In type 1 diabetes, the body attacks and kills its own insulin-producing pancreatic beta cells, leaving patients dependent on insulin injections for life. Unlike the liver and skin, the pancreas does not have a well of adult stem cells at the ready to repair damage. When the supply of beta cells is exhausted, as happens in type 1 diabetes, there's no place to turn for more.
HHMI investigator Douglas A. Melton's sights are set on curing type 1 diabetes by regrowing beta cells, and he is trying to do so the only way he can, from embryonic stem cells. Guiding the ES cells through several developmental steps is a long, slow process.
“Figuring out how to tell these cells, which we know can do anything, what to do is a challenge,” he says. Researchers can tease stem cells into some types of neurons and blood cells, but Melton estimates that five to seven steps are required to create beta cells—and it has taken three years to figure out how to guide ES cells through just two of those steps.
This is stem cell research as developmental biology. Melton explains that the most immediate benefits of most stem cell research will likely come from what these cells can teach scientists about how cells differentiate, how tissues develop, and how disease occurs.

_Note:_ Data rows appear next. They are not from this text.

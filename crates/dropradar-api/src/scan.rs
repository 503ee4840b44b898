// Scan trigger and notification test endpoints.
//
// Both are POSTs whose effects happen on the backend: a scan crawls
// third-party sources and inserts new rows; the notification test pushes
// a Bark message to the given device key.

use secrecy::{ExposeSecret, SecretString};
use tracing::{debug, info};

use crate::client::DropRadarClient;
use crate::error::Error;
use crate::models::{NotificationRequest, NotificationResponse, ScanRequest, ScanResponse};

impl DropRadarClient {
    /// Start a backend scan and wait for it to finish.
    ///
    /// Uses the scan deadline rather than the read deadline. `mode` is sent
    /// as a query parameter; the backend default applies when it is `None`.
    ///
    /// `POST /api/v1/scan?mode=<mode>`
    pub async fn start_scan(
        &self,
        mode: Option<&str>,
        bark_key: Option<&SecretString>,
    ) -> Result<ScanResponse, Error> {
        let mut url = self.api_url("scan")?;
        if let Some(mode) = mode {
            url.query_pairs_mut().append_pair("mode", mode);
        }
        debug!(
            mode = mode.unwrap_or("<default>"),
            notify = bark_key.is_some(),
            timeout_secs = self.scan_timeout().as_secs(),
            "starting scan"
        );

        let body = ScanRequest {
            bark_key: bark_key.map(|k| k.expose_secret()),
        };
        let resp: ScanResponse = self.post(url, &body, self.scan_timeout()).await?;
        info!(found = resp.domains_found, status = %resp.status, "scan finished");
        Ok(resp)
    }

    /// Ask the backend to push a test notification to a Bark device key.
    ///
    /// `POST /api/v1/test-notification`
    pub async fn test_notification(
        &self,
        bark_key: &SecretString,
    ) -> Result<NotificationResponse, Error> {
        let url = self.api_url("test-notification")?;
        let body = NotificationRequest {
            bark_key: bark_key.expose_secret(),
        };
        self.post(url, &body, self.timeout()).await
    }
}
// ── Aggregate statistics ──
//
// Either fetched from the backend or derived locally from the current
// domain list; a dashboard uses exactly one source (see `StatsSource`).

use serde::{Deserialize, Serialize};
use strum::{Display, EnumString};

use super::domain::{Domain, DomainStatus};

/// Default exclusive upper bound for the "low spam" bucket.
pub const DEFAULT_LOW_SPAM_THRESHOLD: u32 = 5;

/// Where the dashboard's `Stats` come from.
#[derive(
    Debug, Clone, Copy, PartialEq, Eq, Default, Display, EnumString, Serialize, Deserialize,
)]
#[strum(serialize_all = "lowercase", ascii_case_insensitive)]
#[serde(rename_all = "lowercase")]
pub enum StatsSource {
    /// `GET /api/v1/stats`, fetched alongside the list.
    #[default]
    Server,
    /// Computed from the fetched list with a configured threshold.
    Local,
}

#[derive(Debug, Clone, Copy, PartialEq, Default, Serialize, Deserialize)]
pub struct Stats {
    pub total: u64,
    /// Mean authority score rounded to one decimal; 0 for an empty list.
    pub average_authority_score: f64,
    pub available_count: u64,
    /// Rows with `spam_score < threshold`.
    pub low_spam_count: u64,
}

impl Stats {
    /// All-zero stats, as shown after a clear or before the first load.
    pub fn zero() -> Self {
        Self::default()
    }

    /// Derive stats from a domain list. The spam threshold is exclusive.
    #[allow(clippy::cast_precision_loss)]
    pub fn from_domains(domains: &[Domain], low_spam_threshold: u32) -> Self {
        if domains.is_empty() {
            return Self::zero();
        }

        let total = domains.len() as u64;
        let authority_sum: u64 = domains.iter().map(|d| u64::from(d.authority_score)).sum();
        let mean = authority_sum as f64 / total as f64;

        Self {
            total,
            average_authority_score: (mean * 10.0).round() / 10.0,
            available_count: count_where(domains, |d| d.status == DomainStatus::Available),
            low_spam_count: count_where(domains, |d| d.spam_score < low_spam_threshold),
        }
    }
}

fn count_where(domains: &[Domain], pred: impl Fn(&Domain) -> bool) -> u64 {
    domains.iter().filter(|d| pred(d)).map(|_| 1u64).sum()
}
//! Linter aggregation.
//!
//! This module runs a configured set of external linters and merges their
//! heterogeneous text output into one normalized finding type:
//!
//! - **Kotlin**: detekt
//! - **YAML**: yamllint
//! - **Go**: golangci-lint
//!
//! Each tool gets an adapter (invocation convention) and an isolated line
//! parser (output grammar). The dispatcher fans out over the configured
//! linters and never lets one tool's failure abort the batch.
//!
//! ## Usage
//!
//! ```rust,ignore
//! use std::path::Path;
//! use std::time::Duration;
//!
//! use lintmux::config::Settings;
//! use lintmux::exec::SystemExecutor;
//! use lintmux::lint::{render_results, run_all};
//!
//! let root = Path::new(".");
//! let settings = Settings::discover(root)?;
//! let exe = SystemExecutor::new(Duration::from_secs(settings.lint.timeout_secs));
//!
//! let results = run_all(&settings, &exe, root);
//! print!("{}", render_results(&results));
//! ```

// Submodules
pub mod adapters;
pub mod parsers;
mod registry;
mod reporter;
mod types;

// Re-export types for public API
pub use types::{LintFinding, LintResults, Linter, LinterRunReport};

// Re-export core functions
pub use adapters::{adapter_for, AdapterOutcome, LinterAdapter};
pub use parsers::{parse_detekt_line, parse_golint_line, parse_output_line, parse_yamllint_line};
pub use registry::run_all;
pub use reporter::{render_finding, render_findings, render_results};
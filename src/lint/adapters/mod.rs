//! Per-tool linter adapters.
//!
//! An adapter owns one external tool's invocation convention: the command
//! line it is run with, which stream (or report file) its findings come
//! back on, and which line grammar turns raw output into findings. An
//! adapter holds no state between invocations.

mod detekt;
mod golint;
mod yamllint;

pub use detekt::DetektAdapter;
pub use golint::GoLintAdapter;
pub use yamllint::YamlLintAdapter;

use crate::error::AdapterError;
use crate::exec::Executor;
use crate::lint::types::{LintFinding, Linter};

/// Findings and drop counts from one adapter invocation.
#[derive(Debug, Default)]
pub struct AdapterOutcome {
    /// Findings in the tool's own output order
    pub findings: Vec<LintFinding>,

    /// Non-empty output lines that matched no grammar and were dropped
    pub skipped_lines: usize,
}

/// One external linter's invocation wrapper.
pub trait LinterAdapter: Sync {
    /// Which registered linter this adapter runs
    fn linter(&self) -> Linter;

    /// Run the tool against the given file list and parse its output.
    ///
    /// `files` is the pre-filtered file list for this tool's extensions;
    /// adapters whose tool does its own file discovery ignore it. A tool
    /// exiting non-zero is not a failure (that conventionally means
    /// findings exist); produced output is always parsed. Lines that
    /// match no grammar are dropped and counted, never raised.
    fn run(&self, exe: &dyn Executor, files: &[String]) -> Result<AdapterOutcome, AdapterError>;
}

/// Resolve a registered linter to its adapter.
pub fn adapter_for(linter: Linter) -> &'static dyn LinterAdapter {
    match linter {
        Linter::Detekt => &DetektAdapter,
        Linter::YamlLint => &YamlLintAdapter,
        Linter::GoLint => &GoLintAdapter,
    }
}

/// Apply one parser over every line of raw tool output.
pub(crate) fn parse_lines<F>(raw: &str, parse: F) -> AdapterOutcome
where
    F: Fn(&str) -> Result<LintFinding, crate::error::ParseError>,
{
    let mut outcome = AdapterOutcome::default();
    for line in raw.lines() {
        if line.trim().is_empty() {
            continue;
        }
        match parse(line) {
            Ok(finding) => outcome.findings.push(finding),
            Err(err) => {
                tracing::trace!("dropping unparsed line: {}", err);
                outcome.skipped_lines += 1;
            }
        }
    }
    outcome
}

For example, once Melton discovers how to grow a beta cell, he could create stem cells from someone with type 1 diabetes and from someone else with healthy beta cells. Then he could grow both stem cells into beta cells and watch to see where the diabetic's cells go wrong.
By producing the disease in a Petri dish, scientists can run experiments—and even test drugs—in ways they never could in people. This is why the Harvard Stem Cell Institute has spent more that $6.5 million creating a lab to facilitate precisely that kind of work.
Thus, in the basement of the building where Melton conducts his research, a collection of boxy robots is at work. They hold plates barely larger than drink coasters, with each containing up to 384 cultures in separate tiny wells. Mechanical limbs move the plates around and drop different chemicals into each—creating, in effect, 384 distinct experiments. Next door, an automated microscope reader scans the results of these experiments; it takes up to two hours to scan all 384 wells on a plate.
That's still a lot faster than a postdoc. “In fact, a person couldn't really do that assay,” says Lee Rubin, director of translational medicine at the Harvard Stem Cell Institute. This is why most academic labs have traditionally studied only a few compounds at a time. Harvard researchers are using Rubin's robotic set-up—a stripped-down version of a drug-company screening lab—to ask a broad array of scientific questions. And it is how Melton figured out how to coax his embryonic stem cells two steps closer to a pancreas.